Stored data entries
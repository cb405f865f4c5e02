//! Domain errors

use thiserror::Error;
use uuid::Uuid;

#[derive(Debug, Error)]
pub enum DomainError {
    #[error("Not found: {entity} with {field}={value}")]
    NotFound {
        entity: &'static str,
        field: &'static str,
        value: String,
    },

    #[error("Validation: {0}")]
    Validation(String),

    /// Acting on an aggregate whose state no longer permits the action.
    /// `from` carries the canonical current state so callers can refresh.
    #[error("{entity} cannot {action} while in state '{from}'")]
    InvalidTransition {
        entity: &'static str,
        from: String,
        action: &'static str,
    },

    /// A second confirm/reject/auto-confirm after the checkout left its
    /// pending state. Never overwrites the first resolution.
    #[error("Already resolved: {0}")]
    AlreadyResolved(String),

    #[error("A checkout already exists for rent request {0}")]
    CheckoutExists(Uuid),

    #[error("Forbidden: {0}")]
    Forbidden(String),

    #[error("Conflict: {0}")]
    Conflict(String),

    #[error("Storage error: {0}")]
    Storage(String),
}

/// Result type for domain operations
pub type DomainResult<T> = Result<T, DomainError>;
//! Property repository interface

use async_trait::async_trait;
use uuid::Uuid;

use super::model::Property;
use crate::domain::DomainResult;

#[async_trait]
pub trait PropertyRepository: Send + Sync {
    /// Save a new property
    async fn save(&self, property: Property) -> DomainResult<()>;

    /// Find property by ID
    async fn find_by_id(&self, id: Uuid) -> DomainResult<Option<Property>>;
}
pub mod calculator;

pub use calculator::{split_deposit, SettlementBreakdown, SettlementError};
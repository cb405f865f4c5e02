//! User domain entity
//!
//! Users are provisioned by the identity service; this workflow only reads
//! them for party resolution and embedded summaries.

use chrono::{DateTime, Utc};
use uuid::Uuid;

/// Marketplace role carried in bearer tokens
#[derive(Debug, Clone, Copy, PartialEq, Eq)]
pub enum UserRole {
    /// Rents properties
    Renter,
    /// Lists and rents out properties
    Owner,
    /// Customer-support agent arbitrating disputed checkouts
    Agent,
    Admin,
}

impl UserRole {
    pub fn as_str(&self) -> &'static str {
        match self {
            Self::Renter => "renter",
            Self::Owner => "owner",
            Self::Agent => "agent",
            Self::Admin => "admin",
        }
    }

    pub fn from_str(s: &str) -> Option<Self> {
        match s {
            "renter" => Some(Self::Renter),
            "owner" => Some(Self::Owner),
            "agent" => Some(Self::Agent),
            "admin" => Some(Self::Admin),
            _ => None,
        }
    }

    /// Agents and admins may arbitrate disputed checkouts
    pub fn can_arbitrate(&self) -> bool {
        matches!(self, Self::Agent | Self::Admin)
    }
}

impl std::fmt::Display for UserRole {
    fn fmt(&self, f: &mut std::fmt::Formatter<'_>) -> std::fmt::Result {
        write!(f, "{}", self.as_str())
    }
}

/// Marketplace user
#[derive(Debug, Clone)]
pub struct User {
    pub id: Uuid,
    pub display_name: String,
    pub email: String,
    pub role: UserRole,
    pub is_active: bool,
    pub created_at: DateTime<Utc>,
    pub updated_at: DateTime<Utc>,
}

impl User {
    pub fn new(display_name: impl Into<String>, email: impl Into<String>, role: UserRole) -> Self {
        let now = Utc::now();
        Self {
            id: Uuid::new_v4(),
            display_name: display_name.into(),
            email: email.into(),
            role,
            is_active: true,
            created_at: now,
            updated_at: now,
        }
    }
}

// ── Tests ──────────────────────────────────────────────────────

#[cfg(test)]
mod tests {
    use super::*;

    #[test]
    fn role_roundtrip() {
        for role in &[UserRole::Renter, UserRole::Owner, UserRole::Agent, UserRole::Admin] {
            let parsed = UserRole::from_str(role.as_str()).unwrap();
            assert_eq!(&parsed, role);
        }
        assert!(UserRole::from_str("superuser").is_none());
    }

    #[test]
    fn only_agents_and_admins_arbitrate() {
        assert!(UserRole::Agent.can_arbitrate());
        assert!(UserRole::Admin.can_arbitrate());
        assert!(!UserRole::Renter.can_arbitrate());
        assert!(!UserRole::Owner.can_arbitrate());
    }
}
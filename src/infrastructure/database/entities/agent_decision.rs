//! Agent decision entity
//!
//! Immutable: rows are only ever inserted.

use sea_orm::entity::prelude::*;
use serde::{Deserialize, Serialize};

#[derive(Clone, Debug, PartialEq, DeriveEntityModel, Serialize, Deserialize)]
#[sea_orm(table_name = "agent_decisions")]
pub struct Model {
    #[sea_orm(primary_key, auto_increment = false)]
    pub id: Uuid,

    #[sea_orm(unique)]
    pub checkout_id: Uuid,

    pub decided_by: Uuid,
    pub decided_at: DateTimeUtc,

    /// Decimal string in [0,100]
    pub deposit_return_percent: String,

    /// Whether the rent itself goes back to the renter
    pub rent_returned: bool,

    pub notes: String,
}

#[derive(Copy, Clone, Debug, EnumIter, DeriveRelation)]
pub enum Relation {
    #[sea_orm(
        belongs_to = "super::checkout::Entity",
        from = "Column::CheckoutId",
        to = "super::checkout::Column::Id"
    )]
    Checkout,
}

impl Related<super::checkout::Entity> for Entity {
    fn to() -> RelationDef {
        Relation::Checkout.def()
    }
}

impl ActiveModelBehavior for ActiveModel {}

EXERCISE OBJECTIVE => Look through the data above for the string "Validation" and copy every line where it appears.

ANSWER =>
    #[error("Validation: {0}")]
    Validation(String),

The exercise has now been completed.